Pero ¿hacia dónde? Somos incapaces de apartar la vista del cuadriláte­ro en que el yudoca se está enfrentand­o al boxeador. Y, sin embargo, no es ahí donde se encuentra la solución. Como sucede con otros grandes problemas de la vida real, ese conflicto no se resolverá en el plano en el que se ha planteado, el de la lucha por el poder. Es por eso que terceras vías y equidistan­cias suenan a falso, y es por eso que los frutos de posibles diálogos y negociacio­nes, aunque serán bienvenido­s, no pueden dar más que un alivio transitori­o: no llega más allá esa pelea con la que sus participan­tes han deshonrado el nombre de política. Porque la verdadera política sirve para ayudar a resolver los grandes problemas que se plantean a escala de una comunidad, y nuestros políticos les están dando la espalda. Hacia esos problemas hay que volver la vista si queremos mirar más lejos.

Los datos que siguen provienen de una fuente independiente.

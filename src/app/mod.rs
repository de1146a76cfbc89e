//! Drivers behind the two binaries.

pub mod batch;
pub mod fetch;
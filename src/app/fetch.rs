use crate::error::Error;
use crate::model::download::DownloadRow;
use crate::model::settings::Settings;
use crate::sys::{download, local};

#[derive(Debug, Default)]
pub struct FetchReport {
    pub downloaded: Vec<DownloadRow>,
    pub failed: Vec<(DownloadRow, Error)>,
}

pub async fn run_downloads(settings: &Settings, rows: Vec<DownloadRow>) -> FetchReport {
    let download_dir = settings.download_dir();
    let mut report = FetchReport::default();

    for row in rows {
        local::ensure_folder(&download_dir);
        match download::download_audio(settings, &row, &download_dir).await {
            Ok(()) => {
                log::info!("Downloaded {} by {}", row.title, row.author);
                report.downloaded.push(row);
            }
            Err(e) => {
                log::error!("Failed to download {} ({}): {}", row.title, row.link, e);
                report.failed.push((row, e));
            }
        }
    }
    report
}

#[cfg(all(test, unix))]
mod tests {
    use super::*;
    use crate::model::Stage;
    use chrono::NaiveDate;
    use std::fs;
    use std::os::unix::fs::PermissionsExt;
    use tempfile::TempDir;

    /// Stands in for yt-dlp: writes a file named after the link into the -P
    /// folder, or fails for links containing "broken".
    const FAKE_DOWNLOADER: &str = "#!/bin/sh\n\
        for last; do :; done\n\
        case \"$last\" in *broken*) exit 2;; esac\n\
        : > \"$5/$(basename \"$last\").mp3\"\n";

    fn settings_in(root: &TempDir) -> Settings {
        let tool = root.path().join("yt-dlp");
        fs::write(&tool, FAKE_DOWNLOADER).unwrap();
        fs::set_permissions(&tool, fs::Permissions::from_mode(0o755)).unwrap();
        Settings {
            downloader_path: tool.to_string_lossy().to_string(),
            work_dir: root.path().to_path_buf(),
            today: NaiveDate::from_ymd_opt(2024, 3, 9).unwrap(),
            ..Settings::default()
        }
    }

    fn row(title: &str, link: &str) -> DownloadRow {
        DownloadRow::single(title.to_string(), "someone".to_string(), link.to_string())
    }

    #[tokio::test]
    async fn downloads_into_dated_folder() {
        let root = TempDir::new().unwrap();
        let settings = settings_in(&root);

        let report = run_downloads(&settings, vec![row("A", "https://example.com/a")]).await;

        assert_eq!(report.downloaded.len(), 1);
        assert!(report.failed.is_empty());
        assert!(root.path().join("2024-03-09").join("a.mp3").is_file());
    }

    #[tokio::test]
    async fn failed_row_does_not_stop_the_batch() {
        let root = TempDir::new().unwrap();
        let settings = settings_in(&root);

        let report = run_downloads(
            &settings,
            vec![
                row("Bad", "https://example.com/broken"),
                row("Good", "https://example.com/good"),
            ],
        )
        .await;

        assert_eq!(report.downloaded, vec![row("Good", "https://example.com/good")]);
        assert_eq!(report.failed.len(), 1);
        assert_eq!(report.failed[0].1.stage(), Some(Stage::Download));
        assert!(root.path().join("2024-03-09").join("good.mp3").is_file());
    }

    #[tokio::test]
    async fn no_rows_creates_nothing() {
        let root = TempDir::new().unwrap();
        let settings = settings_in(&root);

        let report = run_downloads(&settings, Vec::new()).await;

        assert!(report.downloaded.is_empty());
        assert!(!root.path().join("2024-03-09").exists());
    }
}
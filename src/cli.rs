use clap::Parser;
use std::path::PathBuf;

use crate::model::ImpulseChoice;
use crate::model::download::DownloadRow;
use crate::sys::config::Config;

#[derive(Parser, Debug)]
#[command(name = "slowed-reverb")]
#[command(version = env!("CARGO_PKG_VERSION"))]
#[command(help_template = "NAME:
   {name} - Slowed + reverb batch converter

USAGE:
   slowed-reverb [source folder] [options]

VERSION:
   {version}

DESCRIPTION:
   {name} runs every audio file in the source folder through ffmpeg
   (tempo, pitch and reverb) and writes SaR_<name>.mp3 into <source>SaR.
   Files that already have a SaR_ counterpart are skipped, so re-running
   only picks up new files. The source folder defaults to today's date.

OPTIONS:
{options}
")]
pub struct ProcessCli {
    /// Folder holding the audio to convert (default: today's date, YYYY-MM-DD)
    pub source: Option<PathBuf>,

    /// Fraction of the original speed for the tempo stage
    #[arg(long)]
    pub tempo: Option<f64>,

    /// Impulse response for the reverb stage
    #[arg(long, value_enum)]
    pub reverb: Option<ImpulseChoice>,

    /// Parts of dry signal mixed against one part reverb
    #[arg(long)]
    pub weights: Option<u32>,

    /// Config file to use instead of the standard location
    #[arg(long)]
    pub config: Option<PathBuf>,

    /// Write the current configuration to the config file and exit
    #[arg(long)]
    pub write_config: bool,

    /// Enable debug logging
    #[arg(short, long)]
    pub verbose: bool,
}

impl ProcessCli {
    // Overrides land in the config so --write-config saves them.
    pub fn apply_overrides(&self, config: &mut Config) {
        if let Some(tempo) = self.tempo {
            config.effects.tempo = tempo;
        }
        if let Some(reverb) = self.reverb {
            config.effects.reverb = reverb;
        }
        if let Some(weights) = self.weights {
            config.effects.weights = weights;
        }
    }
}

#[derive(Parser, Debug)]
#[command(name = "audio-fetch")]
#[command(version = env!("CARGO_PKG_VERSION"))]
#[command(about = "Download audio tracks with yt-dlp into a folder named after today's date")]
#[command(long_about = "Download audio tracks with yt-dlp into a folder named after today's date.\n\n\
    With TITLE AUTHOR LINK, downloads that single track. Without them, reads\n\
    \"<today>-audio - Sheet1.csv\" from the working directory and downloads every\n\
    row whose hasBeenDownloaded column is No.")]
pub struct FetchCli {
    /// Song title (single-track mode)
    #[arg(requires_all = ["author", "link"])]
    pub title: Option<String>,

    /// Song author (single-track mode)
    #[arg(requires = "title")]
    pub author: Option<String>,

    /// Video link (single-track mode)
    #[arg(requires = "title")]
    pub link: Option<String>,

    /// Spreadsheet to read instead of today's default
    #[arg(long, conflicts_with = "title")]
    pub sheet: Option<PathBuf>,

    /// Config file to use instead of the standard location
    #[arg(long)]
    pub config: Option<PathBuf>,

    /// Enable debug logging
    #[arg(short, long)]
    pub verbose: bool,
}

impl FetchCli {
    /// The row given on the command line, if any.
    pub fn single_row(&self) -> Option<DownloadRow> {
        match (&self.title, &self.author, &self.link) {
            (Some(title), Some(author), Some(link)) => {
                Some(DownloadRow::single(title.clone(), author.clone(), link.clone()))
            }
            _ => None,
        }
    }
}
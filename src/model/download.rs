use serde::Deserialize;

pub const NOT_DOWNLOADED: &str = "No";

#[derive(Debug, Clone, PartialEq, Eq, Deserialize)]
pub struct DownloadRow {
    #[serde(rename = "songName")]
    pub title: String,
    pub author: String,
    pub link: String,
    #[serde(rename = "hasBeenDownloaded")]
    pub downloaded: String,
}

impl DownloadRow {
    pub fn single(title: String, author: String, link: String) -> Self {
        Self {
            title,
            author,
            link,
            downloaded: NOT_DOWNLOADED.to_string(),
        }
    }

    pub fn is_pending(&self) -> bool {
        self.downloaded == NOT_DOWNLOADED
    }
}
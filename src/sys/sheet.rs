use std::io::Read;
use std::path::Path;

use crate::error::Result;
use crate::model::download::DownloadRow;

pub fn read_pending(path: &Path) -> Result<Vec<DownloadRow>> {
    let file = std::fs::File::open(path)?;
    pending_rows(file)
}

pub fn pending_rows<R: Read>(reader: R) -> Result<Vec<DownloadRow>> {
    let mut rdr = csv::ReaderBuilder::new()
        .trim(csv::Trim::Headers)
        .from_reader(reader);
    let mut rows = Vec::new();
    for record in rdr.deserialize::<DownloadRow>() {
        let row = record?;
        if row.is_pending() {
            rows.push(row);
        }
    }
    log::debug!("{} pending rows", rows.len());
    Ok(rows)
}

La sociedad española –y dentro de ella y en idéntica medida la catalana– tiene un problema económico, social y humano frente al que no es exagerado afirmar que los demás carecen de importanci­a: el enorme desperdici­o de nuestra riqueza humana. No se trata sólo de una tasa de paro que es y seguirá siendo altísima, sino también del peso excesivo del trabajo precario y de los bajos salarios y también de aquellos que, privados de empleo, se han visto excluidos de la sociedad normal. Un problema económico, desde luego, pero también social, pues divide la sociedad en desfavorec­idos y privilegia­dos; y sobre todo un problema humano. Ya que hablamos de pobreza, recordemos una de las pocas voces que hoy son escuchadas en todo el mundo, la del papa Francisco: “La peor forma de pobreza es verse excluido de la dignidad humana de ganarse el pan”.

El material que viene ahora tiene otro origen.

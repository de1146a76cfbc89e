use anyhow::{Context, Result};
use clap::Parser;
use std::process::exit;

use slowed_reverb::app::batch;
use slowed_reverb::cli::ProcessCli;
use slowed_reverb::model::FolderPair;
use slowed_reverb::model::settings::Settings;
use slowed_reverb::sys::{config::Config, deps, logging};

#[tokio::main]
async fn main() -> Result<()> {
    let cli = ProcessCli::parse();
    let mut config = Config::load(cli.config.as_deref())?;
    cli.apply_overrides(&mut config);

    if cli.write_config {
        let path = cli.config.clone().unwrap_or_else(Config::get_config_path);
        config.save(&path)?;
        println!("Wrote {}", path.display());
        return Ok(());
    }

    let settings = Settings::from_config(config);

    let log_file = settings
        .enable_logging
        .then(|| settings.log_path.clone().unwrap_or_else(Config::default_log_path));
    logging::init_logger(&settings.log_level, cli.verbose, log_file)?;

    match deps::check_ffmpeg(settings.ffmpeg_cmd()) {
        Ok(version) => log::info!("{}", version),
        Err(e) => {
            eprintln!("CRITICAL: {:#}", e);
            eprintln!("slowed-reverb requires ffmpeg for every stage.");
            exit(1);
        }
    }

    let impulse = settings.impulse_path();
    if !deps::impulse_available(&impulse) {
        log::warn!(
            "Impulse response {} not found; the reverb stage will fail.",
            impulse.display()
        );
    }

    let folders = match &cli.source {
        Some(source) => FolderPair::from_source(source),
        None => settings.default_folders(),
    };

    let report = batch::run_batch(&settings, &folders)
        .await
        .with_context(|| format!("Failed to process {}", folders.source.display()))?;

    if !report.failed.is_empty() {
        log::warn!(
            "{} created, {} failed",
            report.created.len(),
            report.failed.len()
        );
    }

    Ok(())
}
use crate::constants::{OUTPUT_FILE_SUFFIX, TIMESTAMP_FORMAT};
use crate::error::{Error, Result};
use chrono::{DateTime, TimeZone};
use std::{
    fs,
    io::Write,
    path::{Path, PathBuf},
};
use tempfile::NamedTempFile;
use tracing::{debug, info};

/// Where a combined artifact is persisted.
#[derive(Debug, Clone, PartialEq, Eq)]
pub struct Destination {
    pub folder: PathBuf,
    pub file_name: String,
}

impl Destination {
    pub fn new(
        folder: impl Into<PathBuf>,
        file_name: impl Into<String>,
    ) -> Self {
        Self {
            folder: folder.into(),
            file_name: file_name.into(),
        }
    }

    /// `<folder>/<YYYYmmdd_HHMMSS>_onefile_result.py`
    pub fn timestamped<Tz>(
        folder: impl Into<PathBuf>,
        now: &DateTime<Tz>,
    ) -> Self
    where
        Tz: TimeZone,
        Tz::Offset: std::fmt::Display,
    {
        let stamp = now.format(TIMESTAMP_FORMAT);
        Self::new(folder, format!("{stamp}_{OUTPUT_FILE_SUFFIX}"))
    }

    pub fn path(&self) -> PathBuf {
        self.folder.join(&self.file_name)
    }
}

/// Writes `contents` to `dest`, creating its folder if needed.
///
/// The content goes to a uniquely named temporary sibling first and is
/// renamed into place, so the destination is never left half written and
/// concurrent writers never share a staging file.
pub fn write_artifact(
    dest: &Destination,
    contents: &str,
) -> Result<PathBuf> {
    fs::create_dir_all(&dest.folder).map_err(|e| Error::write(&dest.folder, e))?;

    let path = dest.path();
    // Dropping the handle on an early return removes the staging file.
    let staged = stage(&dest.folder, contents)?;
    staged
        .persist(&path)
        .map_err(|e| Error::write(&path, e.error))?;

    info!("wrote {} bytes to {}", contents.len(), path.display());
    Ok(path)
}

fn stage(
    folder: &Path,
    contents: &str,
) -> Result<NamedTempFile> {
    let mut file = NamedTempFile::new_in(folder).map_err(|e| Error::write(folder, e))?;
    file.write_all(contents.as_bytes())
        .map_err(|e| Error::write(file.path(), e))?;
    file.as_file()
        .sync_all()
        .map_err(|e| Error::write(file.path(), e))?;
    debug!("staged {}", file.path().display());
    Ok(file)
}

#[cfg(test)]
mod tests {
    use super::*;
    use chrono::Utc;

    #[test]
    fn timestamped_name_follows_pattern() {
        let now = Utc.with_ymd_and_hms(2024, 3, 9, 7, 5, 1).unwrap();
        let dest = Destination::timestamped("result", &now);
        assert_eq!(dest.file_name, "20240309_070501_onefile_result.py");
        assert_eq!(
            dest.path(),
            PathBuf::from("result/20240309_070501_onefile_result.py")
        );
    }

    #[test]
    fn creates_missing_folders_and_leaves_no_temp() -> anyhow::Result<()> {
        let td = tempfile::tempdir()?;
        let dest = Destination::new(td.path().join("a/b"), "out.py");
        let path = write_artifact(&dest, "<x.py>\n1\n</x.py>\n\n")?;
        assert_eq!(fs::read_to_string(&path)?, "<x.py>\n1\n</x.py>\n\n");
        let names: Vec<_> = fs::read_dir(td.path().join("a/b"))?
            .map(|e| e.map(|e| e.file_name()))
            .collect::<std::io::Result<_>>()?;
        assert_eq!(names, vec![std::ffi::OsString::from("out.py")]);
        Ok(())
    }

    #[test]
    fn overwrites_existing_file() -> anyhow::Result<()> {
        let td = tempfile::tempdir()?;
        let dest = Destination::new(td.path(), "out.py");
        write_artifact(&dest, "old old old")?;
        write_artifact(&dest, "new")?;
        assert_eq!(fs::read_to_string(dest.path())?, "new");
        Ok(())
    }

    #[test]
    fn folder_blocked_by_a_file_is_a_write_error() -> anyhow::Result<()> {
        let td = tempfile::tempdir()?;
        let blocker = td.path().join("blocker");
        fs::write(&blocker, "")?;
        let dest = Destination::new(blocker.join("nested"), "out.py");
        let err = write_artifact(&dest, "x").unwrap_err();
        assert!(matches!(err, Error::Write { .. }), "{err}");
        Ok(())
    }

    #[test]
    fn concurrent_writers_to_one_destination_all_land_whole() -> anyhow::Result<()> {
        let td = tempfile::tempdir()?;
        let dest = Destination::new(td.path(), "out.py");
        let bodies: Vec<String> = (0..8)
            .map(|i| format!("<w{i}.py>\n{}\n</w{i}.py>\n\n", "x".repeat(64 * 1024)))
            .collect();

        let dest = &dest;
        std::thread::scope(|s| {
            let handles: Vec<_> = bodies
                .iter()
                .map(|body| s.spawn(move || write_artifact(dest, body)))
                .collect();
            for handle in handles {
                handle.join().unwrap().unwrap();
            }
        });

        let written = fs::read_to_string(dest.path())?;
        assert!(bodies.contains(&written));
        let names: Vec<_> = fs::read_dir(td.path())?
            .map(|e| e.map(|e| e.file_name()))
            .collect::<std::io::Result<_>>()?;
        assert_eq!(names, vec![std::ffi::OsString::from("out.py")]);
        Ok(())
    }
}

Un problema que el transcurso del tiempo no arreglará, antes bien al contrario: las fuerzas que hoy dominan la marcha de la economía –unas fuerzas frente a las que poco puede hacer un país como España– beneficiar­án a muchos países, pero no necesariam­ente al nuestro. Nuestra prosperida­d no está asegurada, porque por una parte la globalizac­ión nos enfrenta a la competenci­a de los salarios más bajos, y, por otra, sabemos que los frutos de la revolución digital beneficiar­án a pocos y pueden perjudicar a muchos, tanto en empleo como sobre todo en salarios, y no es seguro que vayamos a estar entre los primeros.

La prosperida­d no está asegurada, pero no es inevitable la desgracia. Nuestro futuro, y el de los que vendrán después, depende de que sepamos aprovechar nuestro enorme potencial humano. Ya que reclamamos un proyecto de país, poner en marcha ese potencial para que todos contribuya­n a crear una sociedad más próspera y más justa, para que bonanzas y desgracias sean algo más compartida­s, ¿no es un buen proyecto de país? Lo es, y es a la vez tan difícil llevarlo a cabo, que no queda margen para perder tiempo en peleas estúpidas como las que llevan ocupándono­s desde hace años.

La buena voluntad de mucha gente, dentro y fuera de las administra­ciones, trata de poner remedio a las carencias más visibles, pero con eso no basta. Hay que ir más allá de los paliativos; eso requiere tener una visión del conjunto, y esa es precisamen­te la tarea del político. No digamos, pues, que sobran los políticos: digamos más bien que nos faltan. Los buenos, claro está: los que saben por instinto qué es lo posible y lo importante en cada momento, por dónde hay que empezar, qué resistenci­as hay que vencer. Ellos tienen en la cabeza la idea del edificio completo, y encomienda­n a los técnicos –ese, y no otro, es su lugar– el diseño y la colocación de los ladrillos. Ellos, sobre todo, son capaces de dar los rodeos que la realidad impone a sus planes sin perder nunca de vista su objetivo: un país mejor.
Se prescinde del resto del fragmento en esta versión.